[Dataset extract]

━━━━━━━━━━

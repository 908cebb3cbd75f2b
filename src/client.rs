use std::time::Duration;

use reqwest::blocking::{Client, Response};
use serde_json::Value;
use tracing::{debug, warn};

use crate::config::ServiceConfig;
use crate::error::{CatalogError, Result};
use crate::models::{Item, ItemId};

// ---------------------------------------------------------------------------
// Service seam
// ---------------------------------------------------------------------------

/// The two read operations the browser needs from a catalog service.
///
/// Implementations are called from background fetch threads, hence the
/// `Send + Sync` bound.
pub trait CatalogService: Send + Sync {
    /// Retrieve the full catalog, in service order.
    fn list_items(&self) -> Result<Vec<Item>>;

    /// Retrieve a single item by identifier.
    fn get_item(&self, id: ItemId) -> Result<Item>;
}

// ---------------------------------------------------------------------------
// Internal response handling
// ---------------------------------------------------------------------------

/// Shared logic for building a configured [`Client`] and making requests.
struct BaseClient {
    base_url: String,
    http: Client,
}

impl BaseClient {
    fn new(base_url: &str, timeout: Duration) -> Result<Self> {
        let mut headers = reqwest::header::HeaderMap::new();
        headers.insert(
            reqwest::header::ACCEPT,
            reqwest::header::HeaderValue::from_static("application/json"),
        );

        let http = Client::builder()
            .default_headers(headers)
            .timeout(timeout)
            .user_agent(concat!("catalog-browser/", env!("CARGO_PKG_VERSION")))
            .build()?;

        Ok(Self {
            base_url: base_url.trim_end_matches('/').to_string(),
            http,
        })
    }

    /// Build the full URL for a given endpoint.
    fn url(&self, endpoint: &str) -> String {
        format!("{}{endpoint}", self.base_url)
    }

    /// Split a response into its status and JSON body.
    ///
    /// An empty body or a literal `null` becomes `Value::Null`. A body that
    /// stops arriving part way is a transport error. A complete body that is
    /// not JSON is a decode error on a success status and ignored otherwise.
    fn handle_response(&self, response: Response) -> Result<(u16, Value)> {
        let status = response.status();
        let text = response.text()?;
        let trimmed = text.trim();
        if trimmed.is_empty() {
            return Ok((status.as_u16(), Value::Null));
        }
        match serde_json::from_str(trimmed) {
            Ok(body) => Ok((status.as_u16(), body)),
            Err(_) if !status.is_success() => Ok((status.as_u16(), Value::Null)),
            Err(e) => Err(CatalogError::Decode {
                details: e.to_string(),
            }),
        }
    }

    fn get(&self, endpoint: &str) -> Result<(u16, Value)> {
        let url = self.url(endpoint);
        debug!(%url, "GET");
        let resp = self.http.get(&url).send()?;
        self.handle_response(resp)
    }
}

/// Map a non-success status to a [`CatalogError::Service`], preferring the
/// service's own `message` field when it sent one.
fn status_error(status: u16, body: &Value, fallback: &str) -> CatalogError {
    let msg = body
        .get("message")
        .and_then(|v| v.as_str())
        .unwrap_or("")
        .to_string();

    CatalogError::Service {
        status,
        message: if msg.is_empty() {
            format!("{fallback} (HTTP {status})")
        } else {
            msg
        },
    }
}

fn decode_catalog(status: u16, body: Value) -> Result<Vec<Item>> {
    if !(200..300).contains(&status) {
        return Err(status_error(status, &body, "Failed to fetch products"));
    }
    serde_json::from_value(body).map_err(|e| CatalogError::Decode {
        details: e.to_string(),
    })
}

fn decode_item(id: ItemId, status: u16, body: Value) -> Result<Item> {
    if status == 404 {
        return Err(CatalogError::NotFound { id });
    }
    if !(200..300).contains(&status) {
        return Err(status_error(status, &body, "Failed to fetch product"));
    }
    // Unknown ids come back as 200 with an empty body on some services.
    if body.is_null() {
        return Err(CatalogError::NotFound { id });
    }
    serde_json::from_value(body).map_err(|e| {
        warn!(id, error = %e, "item body did not match the expected shape");
        CatalogError::NotFound { id }
    })
}

// ---------------------------------------------------------------------------
// Public client
// ---------------------------------------------------------------------------

/// HTTP implementation of [`CatalogService`].
///
/// ```no_run
/// use std::time::Duration;
/// use catalog_browser::{CatalogClient, CatalogService};
///
/// let client = CatalogClient::new("https://fakestoreapi.com", Duration::from_secs(15)).unwrap();
/// for item in client.list_items().unwrap() {
///     println!("{}: {}", item.id, item.title);
/// }
/// ```
pub struct CatalogClient {
    base: BaseClient,
}

impl CatalogClient {
    /// Create a new client.
    ///
    /// * `base_url` – service root, e.g. `https://fakestoreapi.com`
    /// * `timeout`  – per-request timeout
    pub fn new(base_url: &str, timeout: Duration) -> Result<Self> {
        Ok(Self {
            base: BaseClient::new(base_url, timeout)?,
        })
    }

    pub fn from_config(config: &ServiceConfig) -> Result<Self> {
        Self::new(&config.base_url, config.timeout())
    }

    pub fn base_url(&self) -> &str {
        &self.base.base_url
    }
}

impl CatalogService for CatalogClient {
    fn list_items(&self) -> Result<Vec<Item>> {
        let (status, body) = self.base.get("/products")?;
        decode_catalog(status, body)
    }

    fn get_item(&self, id: ItemId) -> Result<Item> {
        let (status, body) = self.base.get(&format!("/products/{id}"))?;
        decode_item(id, status, body)
    }
}

#[cfg(test)]
mod tests {
    use super::*;
    use serde_json::json;
    use std::io::{BufRead, BufReader, Write};
    use std::net::TcpListener;
    use std::thread;

    /// Serve a single canned HTTP response on a loopback port and return the
    /// base URL to reach it. The connection is closed after writing.
    fn serve_once(response: String) -> String {
        let listener = TcpListener::bind("127.0.0.1:0").unwrap();
        let addr = listener.local_addr().unwrap();
        thread::spawn(move || {
            let (mut stream, _) = listener.accept().unwrap();
            let mut reader = BufReader::new(stream.try_clone().unwrap());
            let mut line = String::new();
            while reader.read_line(&mut line).unwrap_or(0) > 0 {
                if line == "\r\n" {
                    break;
                }
                line.clear();
            }
            let _ = stream.write_all(response.as_bytes());
            let _ = stream.flush();
        });
        format!("http://{addr}")
    }

    fn reply(status: &str, body: &str) -> String {
        format!(
            "HTTP/1.1 {status}\r\nContent-Type: application/json\r\nContent-Length: {}\r\nConnection: close\r\n\r\n{body}",
            body.len()
        )
    }

    fn client_for(base_url: &str) -> CatalogClient {
        CatalogClient::new(base_url, Duration::from_secs(5)).unwrap()
    }

    fn item_json(id: u64) -> Value {
        json!({
            "id": id,
            "title": "Mens Casual Slim Fit",
            "price": 15.99,
            "description": "The color could be slightly different",
            "category": "men's clothing",
            "image": "https://fakestoreapi.com/img/71YXzeOuslL._AC_UY879_.jpg",
            "rating": { "rate": 2.1, "count": 430 }
        })
    }

    #[test]
    fn url_joins_without_double_slash() {
        let client = CatalogClient::new("https://example.test/", Duration::from_secs(1)).unwrap();
        assert_eq!(client.base_url(), "https://example.test");
        assert_eq!(client.base.url("/products/3"), "https://example.test/products/3");
    }

    #[test]
    fn catalog_decodes_array() {
        let items = decode_catalog(200, json!([item_json(1), item_json(2)])).unwrap();
        assert_eq!(items.len(), 2);
        assert_eq!(items[1].id, 2);
    }

    #[test]
    fn catalog_non_success_is_service_error() {
        let err = decode_catalog(500, Value::Null).unwrap_err();
        match err {
            CatalogError::Service { status, message } => {
                assert_eq!(status, 500);
                assert_eq!(message, "Failed to fetch products (HTTP 500)");
            }
            other => panic!("expected Service, got {other:?}"),
        }
    }

    #[test]
    fn catalog_service_message_is_preferred() {
        let err = decode_catalog(429, json!({ "message": "Slow down" })).unwrap_err();
        assert_eq!(err.to_string(), "Slow down");
    }

    #[test]
    fn catalog_wrong_shape_is_decode_error() {
        let err = decode_catalog(200, json!({ "data": [] })).unwrap_err();
        assert!(matches!(err, CatalogError::Decode { .. }));
    }

    #[test]
    fn item_missing_cases_are_not_found() {
        assert!(matches!(
            decode_item(7, 404, Value::Null),
            Err(CatalogError::NotFound { id: 7 })
        ));
        assert!(matches!(
            decode_item(7, 200, Value::Null),
            Err(CatalogError::NotFound { id: 7 })
        ));
        assert!(matches!(
            decode_item(7, 200, json!({ "id": "seven" })),
            Err(CatalogError::NotFound { id: 7 })
        ));
    }

    #[test]
    fn item_decodes_object() {
        let item = decode_item(4, 200, item_json(4)).unwrap();
        assert_eq!(item.id, 4);
        assert_eq!(item.title, "Mens Casual Slim Fit");
    }

    // -- over a socket ------------------------------------------------------

    #[test]
    fn lists_catalog_over_http() {
        let body = json!([item_json(1), item_json(2)]).to_string();
        let url = serve_once(reply("200 OK", &body));
        let items = client_for(&url).list_items().unwrap();
        assert_eq!(items.iter().map(|i| i.id).collect::<Vec<_>>(), vec![1, 2]);
    }

    #[test]
    fn server_error_maps_to_service_error() {
        let url = serve_once(reply("500 Internal Server Error", r#"{"message":"boom"}"#));
        match client_for(&url).list_items() {
            Err(CatalogError::Service { status, message }) => {
                assert_eq!(status, 500);
                assert_eq!(message, "boom");
            }
            other => panic!("expected Service, got {other:?}"),
        }
    }

    #[test]
    fn html_error_page_uses_fallback_message() {
        let url = serve_once(reply("502 Bad Gateway", "<html>bad gateway</html>"));
        let err = client_for(&url).list_items().unwrap_err();
        assert_eq!(err.to_string(), "Failed to fetch products (HTTP 502)");
    }

    #[test]
    fn non_json_success_body_is_decode_error() {
        let url = serve_once(reply("200 OK", "not json"));
        let err = client_for(&url).list_items().unwrap_err();
        assert!(matches!(err, CatalogError::Decode { .. }), "got {err:?}");
    }

    #[test]
    fn item_404_is_not_found() {
        let url = serve_once(reply("404 Not Found", ""));
        assert!(matches!(
            client_for(&url).get_item(9),
            Err(CatalogError::NotFound { id: 9 })
        ));
    }

    #[test]
    fn item_null_and_empty_bodies_are_not_found() {
        let url = serve_once(reply("200 OK", "null"));
        assert!(matches!(
            client_for(&url).get_item(9),
            Err(CatalogError::NotFound { id: 9 })
        ));

        let url = serve_once(reply("200 OK", ""));
        assert!(matches!(
            client_for(&url).get_item(9),
            Err(CatalogError::NotFound { id: 9 })
        ));
    }

    #[test]
    fn item_over_http() {
        let url = serve_once(reply("200 OK", &item_json(3).to_string()));
        let item = client_for(&url).get_item(3).unwrap();
        assert_eq!(item.id, 3);
        assert_eq!(item.rating.count, 430);
    }

    #[test]
    fn truncated_body_is_transport_error() {
        let truncated = "HTTP/1.1 200 OK\r\nContent-Type: application/json\r\nContent-Length: 5000\r\n\r\n[{\"id\":1";

        let url = serve_once(truncated.to_string());
        let err = client_for(&url).list_items().unwrap_err();
        assert!(matches!(err, CatalogError::Transport { .. }), "got {err:?}");

        let url = serve_once(truncated.to_string());
        let err = client_for(&url).get_item(1).unwrap_err();
        assert!(matches!(err, CatalogError::Transport { .. }), "got {err:?}");
    }

    #[test]
    fn refused_connection_is_transport_error() {
        let listener = TcpListener::bind("127.0.0.1:0").unwrap();
        let addr = listener.local_addr().unwrap();
        drop(listener);

        let err = client_for(&format!("http://{addr}")).list_items().unwrap_err();
        assert!(matches!(err, CatalogError::Transport { .. }), "got {err:?}");
        assert!(err.to_string().starts_with("Request failed: "));
    }
}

━━━━━━━━━━

[Description of the task] Above are the entries. Quote exactly the lines from the one bearing "use serde_json::Value;" through the one bearing "pub trait CatalogService: Send".

[Written response]
use serde_json::Value;
use tracing::{debug, warn};

use crate::config::ServiceConfig;
use crate::error::{CatalogError, Result};
use crate::models::{Item, ItemId};

// ---------------------------------------------------------------------------
// Service seam
// ---------------------------------------------------------------------------

/// The two read operations the browser needs from a catalog service.
///
/// Implementations are called from background fetch threads, hence the
/// `Send + Sync` bound.
pub trait CatalogService: Send + Sync {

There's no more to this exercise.